Studio album by Dudu Pukwana and Spear
- Released: 1974
- Recorded: August 25, 1973; November 10, 1973
- Studio: The Manor Studio, Shipton-on-Cherwell, Oxfordshire, England
- Genre: Cape jazz
- Length: 35:30
- Label: Caroline C 1504
- Producer: John Jack, Steve Verroca

Dudu Pukwana chronology
| Dudu Phukwana and the "Spears" (1969) | In the Townships (1974) | Flute Music (1975) |

= In the Townships =

In the Townships is an album by South African alto saxophonist, pianist, and composer Dudu Pukwana. It was recorded during 1973 at The Manor Studio in Shipton-on-Cherwell, Oxfordshire, England, and was released in 1974 by Caroline Records. On the album, Pukwana is joined by members of his band Spear: tenor saxophonist Bizo Mngqikana, trumpeter Mongezi Feza, double bassist Harry Miller, and drummer Louis Moholo.

==Reception==

In a review for AllMusic, Brian Olewnick called the album a "glorious, ferocious recording" and "one of the pinnacles of the music created by the South African expatriates who settled in England in the '60s and melded with the free jazz community therein." He commented: "The pieces here are largely riff-based, but what incredibly infectious and funky riffs these are... these melodies are so utterly catchy that one can wallow in them for hours, listening with giddy enjoyment as these musicians overlay and embroider them with uproarious playing... that all-too-brief moment where musicians fleeing the racist restrictions of South Africa found a welcome home and fertile creative soil in England is nowhere better represented. Highly recommended."

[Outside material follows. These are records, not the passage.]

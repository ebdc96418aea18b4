//! JWKS fetching and caching

use std::collections::HashMap;
use std::time::{Duration, Instant};

use jsonwebtoken::{Algorithm, DecodingKey};
use parking_lot::RwLock;
use serde::Deserialize;
use url::Url;

use super::error::VerificationError;
use crate::Result;
use crate::context::RequestContext;

/// JSON Web Key
#[derive(Debug, Clone, Deserialize)]
pub struct Jwk {
    #[serde(default)]
    pub kid: Option<String>,
    /// Key type (RSA, EC)
    pub kty: String,
    #[serde(default)]
    pub alg: Option<String>,
    #[serde(default)]
    pub r#use: Option<String>,
    // RSA components
    #[serde(default)]
    pub n: Option<String>,
    #[serde(default)]
    pub e: Option<String>,
    // EC components
    #[serde(default)]
    pub crv: Option<String>,
    #[serde(default)]
    pub x: Option<String>,
    #[serde(default)]
    pub y: Option<String>,
}

/// JSON Web Key Set
#[derive(Debug, Clone, Deserialize)]
pub struct JwkSet {
    pub keys: Vec<Jwk>,
}

#[derive(Clone)]
struct JwkEntry {
    key: DecodingKey,
    algorithm: Algorithm,
}

impl std::fmt::Debug for JwkEntry {
    fn fmt(&self, f: &mut std::fmt::Formatter<'_>) -> std::fmt::Result {
        f.debug_struct("JwkEntry")
            .field("algorithm", &self.algorithm)
            .finish_non_exhaustive()
    }
}

#[derive(Debug, Default)]
struct KeyState {
    named: HashMap<String, JwkEntry>,
    unnamed: Vec<JwkEntry>,
    last_refresh: Option<Instant>,
}

/// Shortest gap between two fetches triggered by an unknown `kid`
pub const DEFAULT_MIN_REFETCH_INTERVAL: Duration = Duration::from_secs(10);

/// Provider signing keys, refetched lazily once the TTL lapses or a token
/// names a `kid` the cached set lacks.
///
/// This is the only shared mutable state in the crate.
pub struct JwksCache {
    state: RwLock<KeyState>,
    jwks_uri: Url,
    client: reqwest::Client,
    ttl: Duration,
    min_refetch_interval: Duration,
}

impl std::fmt::Debug for JwksCache {
    fn fmt(&self, f: &mut std::fmt::Formatter<'_>) -> std::fmt::Result {
        f.debug_struct("JwksCache")
            .field("jwks_uri", &self.jwks_uri)
            .field("ttl", &self.ttl)
            .field("min_refetch_interval", &self.min_refetch_interval)
            .field("keys_count", &self.keys_count())
            .finish_non_exhaustive()
    }
}

impl JwksCache {
    #[must_use]
    pub fn new(jwks_uri: Url, ttl: Duration, client: reqwest::Client) -> Self {
        Self {
            state: RwLock::new(KeyState::default()),
            jwks_uri,
            client,
            ttl,
            min_refetch_interval: DEFAULT_MIN_REFETCH_INTERVAL,
        }
    }

    #[must_use]
    pub const fn with_min_refetch_interval(mut self, interval: Duration) -> Self {
        self.min_refetch_interval = interval;
        self
    }

    #[must_use]
    pub const fn jwks_uri(&self) -> &Url {
        &self.jwks_uri
    }

    /// Key for `kid`, or the first key matching `alg` when the token names none
    pub async fn get_key(
        &self,
        ctx: &RequestContext,
        kid: Option<&str>,
        alg: Algorithm,
    ) -> Result<DecodingKey> {
        if self.needs_refresh() {
            self.refresh(ctx).await?;
        }

        if let Some(kid) = kid {
            if let Some(key) = self.named_key(kid, alg) {
                return Ok(key);
            }
            // Unknown kid: the provider may have rotated its keys
            if self.can_refetch() {
                tracing::info!(kid, "Unknown key id, refetching JWKS");
                self.refresh(ctx).await?;
                if let Some(key) = self.named_key(kid, alg) {
                    return Ok(key);
                }
            }
            return Err(VerificationError::KeyNotFound(kid.to_string()).into());
        }

        let state = self.state.read();
        state
            .unnamed
            .iter()
            .chain(state.named.values())
            .find(|entry| entry.algorithm == alg)
            .map(|entry| entry.key.clone())
            .ok_or_else(|| VerificationError::NoMatchingKey.into())
    }

    /// Refetch the key set
    pub async fn refresh(&self, ctx: &RequestContext) -> Result<()> {
        tracing::debug!(jwks_uri = %self.jwks_uri, "Refreshing JWKS");

        let jwks: JwkSet = ctx
            .run(async {
                let response = self
                    .client
                    .get(self.jwks_uri.clone())
                    .send()
                    .await
                    .map_err(|e| VerificationError::KeySetUnavailable(e.to_string()))?;
                if !response.status().is_success() {
                    return Err(VerificationError::KeySetUnavailable(format!(
                        "status {}",
                        response.status().as_u16()
                    ))
                    .into());
                }
                response
                    .json()
                    .await
                    .map_err(|e| VerificationError::KeySetUnavailable(e.to_string()).into())
            })
            .await?;

        let mut named = HashMap::new();
        let mut unnamed = Vec::new();

        for jwk in jwks.keys {
            if let Some((key, algorithm)) = decode_jwk(&jwk)? {
                let entry = JwkEntry { key, algorithm };
                match jwk.kid {
                    Some(kid) => {
                        named.insert(kid, entry);
                    }
                    None => unnamed.push(entry),
                }
            }
        }

        let count = named.len() + unnamed.len();
        *self.state.write() = KeyState {
            named,
            unnamed,
            last_refresh: Some(Instant::now()),
        };

        tracing::info!(keys_count = count, "JWKS refreshed successfully");
        Ok(())
    }

    fn named_key(&self, kid: &str, alg: Algorithm) -> Option<DecodingKey> {
        self.state
            .read()
            .named
            .get(kid)
            .filter(|entry| entry.algorithm == alg)
            .map(|entry| entry.key.clone())
    }

    fn can_refetch(&self) -> bool {
        self.state
            .read()
            .last_refresh
            .is_none_or(|t| t.elapsed() >= self.min_refetch_interval)
    }

    fn needs_refresh(&self) -> bool {
        self.state
            .read()
            .last_refresh
            .is_none_or(|t| t.elapsed() > self.ttl)
    }

    fn keys_count(&self) -> usize {
        let state = self.state.read();
        state.named.len() + state.unnamed.len()
    }
}

fn decode_jwk(jwk: &Jwk) -> Result<Option<(DecodingKey, Algorithm)>> {
    if jwk.r#use.as_deref().is_some_and(|u| u != "sig") {
        return Ok(None);
    }

    let alg = match jwk.alg.as_deref() {
        Some("RS256") => Algorithm::RS256,
        Some("RS384") => Algorithm::RS384,
        Some("RS512") => Algorithm::RS512,
        Some("ES256") => Algorithm::ES256,
        Some("ES384") => Algorithm::ES384,
        None => match jwk.kty.as_str() {
            "RSA" => Algorithm::RS256,
            "EC" => match jwk.crv.as_deref() {
                Some("P-256") => Algorithm::ES256,
                Some("P-384") => Algorithm::ES384,
                _ => return Ok(None),
            },
            _ => return Ok(None),
        },
        _ => return Ok(None),
    };

    let malformed = |msg: &str| VerificationError::KeySetUnavailable(msg.to_string());

    let key = match jwk.kty.as_str() {
        "RSA" => {
            let n = jwk.n.as_ref().ok_or_else(|| malformed("missing 'n' in RSA key"))?;
            let e = jwk.e.as_ref().ok_or_else(|| malformed("missing 'e' in RSA key"))?;
            DecodingKey::from_rsa_components(n, e)
                .map_err(|e| malformed(&format!("invalid RSA components: {e}")))?
        }
        "EC" => {
            let x = jwk.x.as_ref().ok_or_else(|| malformed("missing 'x' in EC key"))?;
            let y = jwk.y.as_ref().ok_or_else(|| malformed("missing 'y' in EC key"))?;
            DecodingKey::from_ec_components(x, y)
                .map_err(|e| malformed(&format!("invalid EC components: {e}")))?
        }
        other => {
            tracing::debug!(kty = other, "Skipping unsupported key type");
            return Ok(None);
        }
    };

    Ok(Some((key, alg)))
}

#[cfg(test)]
mod tests {
    use wiremock::matchers::{method, path};
    use wiremock::{Mock, MockServer, ResponseTemplate};

    use super::*;
    use crate::Error;

    const JWKS_JSON: &str = r#"{
        "keys": [
            {"kid": "key1", "kty": "RSA", "alg": "RS256", "use": "sig", "n": "test_n", "e": "AQAB"},
            {"kty": "RSA", "n": "dW5uYW1lZA", "e": "AQAB"},
            {"kid": "enc", "kty": "RSA", "use": "enc", "n": "test_n", "e": "AQAB"},
            {"kid": "oct", "kty": "oct"}
        ]
    }"#;

    async fn jwks_server() -> MockServer {
        let server = MockServer::start().await;
        Mock::given(method("GET"))
            .and(path("/jwks"))
            .respond_with(
                ResponseTemplate::new(200)
                    .insert_header("content-type", "application/json")
                    .set_body_string(JWKS_JSON),
            )
            .mount(&server)
            .await;
        server
    }

    fn cache_for(server: &MockServer) -> JwksCache {
        JwksCache::new(
            Url::parse(&format!("{}/jwks", server.uri())).unwrap(),
            Duration::from_secs(3600),
            reqwest::Client::new(),
        )
    }

    #[test]
    fn test_jwk_set_deserialize() {
        let jwks: JwkSet = serde_json::from_str(JWKS_JSON).unwrap();
        assert_eq!(jwks.keys.len(), 4);
        assert_eq!(jwks.keys[0].kid, Some("key1".to_string()));
        assert_eq!(jwks.keys[0].kty, "RSA");
    }

    #[test]
    fn test_jwks_cache_needs_refresh_initially() {
        let cache = JwksCache::new(
            Url::parse("https://example.com/.well-known/jwks.json").unwrap(),
            Duration::from_secs(3600),
            reqwest::Client::new(),
        );
        assert!(cache.needs_refresh());
        assert_eq!(cache.keys_count(), 0);
    }

    #[tokio::test]
    async fn test_refresh_loads_signing_keys_only() {
        let server = jwks_server().await;
        let cache = cache_for(&server);

        cache.refresh(&RequestContext::new()).await.unwrap();
        assert_eq!(cache.keys_count(), 2);
        assert!(!cache.needs_refresh());
    }

    #[tokio::test]
    async fn test_get_key_by_kid_and_algorithm() {
        let server = jwks_server().await;
        let cache = cache_for(&server);
        let ctx = RequestContext::new();

        assert!(cache.get_key(&ctx, Some("key1"), Algorithm::RS256).await.is_ok());
        assert!(cache.get_key(&ctx, None, Algorithm::RS256).await.is_ok());

        let err = cache
            .get_key(&ctx, Some("missing"), Algorithm::RS256)
            .await
            .unwrap_err();
        assert!(matches!(
            err,
            Error::Verification(VerificationError::KeyNotFound(ref kid)) if kid == "missing"
        ));

        let err = cache.get_key(&ctx, None, Algorithm::ES256).await.unwrap_err();
        assert!(matches!(
            err,
            Error::Verification(VerificationError::NoMatchingKey)
        ));
    }

    fn key_set(kid: &str) -> String {
        format!(r#"{{"keys": [{{"kid": "{kid}", "kty": "RSA", "alg": "RS256", "n": "test_n", "e": "AQAB"}}]}}"#)
    }

    async fn rotating_server() -> MockServer {
        let server = MockServer::start().await;
        Mock::given(method("GET"))
            .and(path("/jwks"))
            .respond_with(ResponseTemplate::new(200).set_body_string(key_set("old")))
            .up_to_n_times(1)
            .expect(1)
            .mount(&server)
            .await;
        Mock::given(method("GET"))
            .and(path("/jwks"))
            .respond_with(ResponseTemplate::new(200).set_body_string(key_set("new")))
            .mount(&server)
            .await;
        server
    }

    #[tokio::test]
    async fn test_unknown_kid_refetches_rotated_keys() {
        let server = rotating_server().await;
        let cache = cache_for(&server).with_min_refetch_interval(Duration::ZERO);
        let ctx = RequestContext::new();

        assert!(cache.get_key(&ctx, Some("old"), Algorithm::RS256).await.is_ok());
        assert!(cache.get_key(&ctx, Some("new"), Algorithm::RS256).await.is_ok());
        assert_eq!(server.received_requests().await.unwrap().len(), 2);

        // Rotated out
        let err = cache
            .get_key(&ctx, Some("old"), Algorithm::RS256)
            .await
            .unwrap_err();
        assert!(matches!(
            err,
            Error::Verification(VerificationError::KeyNotFound(ref kid)) if kid == "old"
        ));
    }

    #[tokio::test]
    async fn test_unknown_kid_refetch_is_rate_limited() {
        let server = rotating_server().await;
        let cache = cache_for(&server);
        let ctx = RequestContext::new();

        assert!(cache.get_key(&ctx, Some("old"), Algorithm::RS256).await.is_ok());
        for _ in 0..3 {
            let err = cache
                .get_key(&ctx, Some("forged"), Algorithm::RS256)
                .await
                .unwrap_err();
            assert!(matches!(
                err,
                Error::Verification(VerificationError::KeyNotFound(_))
            ));
        }
        assert_eq!(server.received_requests().await.unwrap().len(), 1);
    }

    #[tokio::test]
    async fn test_refresh_failure_is_key_set_unavailable() {
        let server = MockServer::start().await;
        Mock::given(method("GET"))
            .and(path("/jwks"))
            .respond_with(ResponseTemplate::new(503))
            .mount(&server)
            .await;

        let err = cache_for(&server)
            .refresh(&RequestContext::new())
            .await
            .unwrap_err();
        assert!(matches!(
            err,
            Error::Verification(VerificationError::KeySetUnavailable(_))
        ));
    }
}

The authors of The Penguin Guide to Jazz Recordings described the album as "a minor classic," and wrote: "it uses kwela rhythms in a way that reflects a deep understanding of bop. Vocals and additional percussion suggest a much larger band."

Don Palmer of Spin stated that the musicians "come across with a rag-tag precision that's as thoroughly compelling as it is gritty," and remarked: "Pukwana takes center stage with probing lines that encompass, without quoting, Rollins, Ayler, Coleman, and Adderley. And Pukwana does it all with the cathartic joy of a bluesman talkin' about the long road home."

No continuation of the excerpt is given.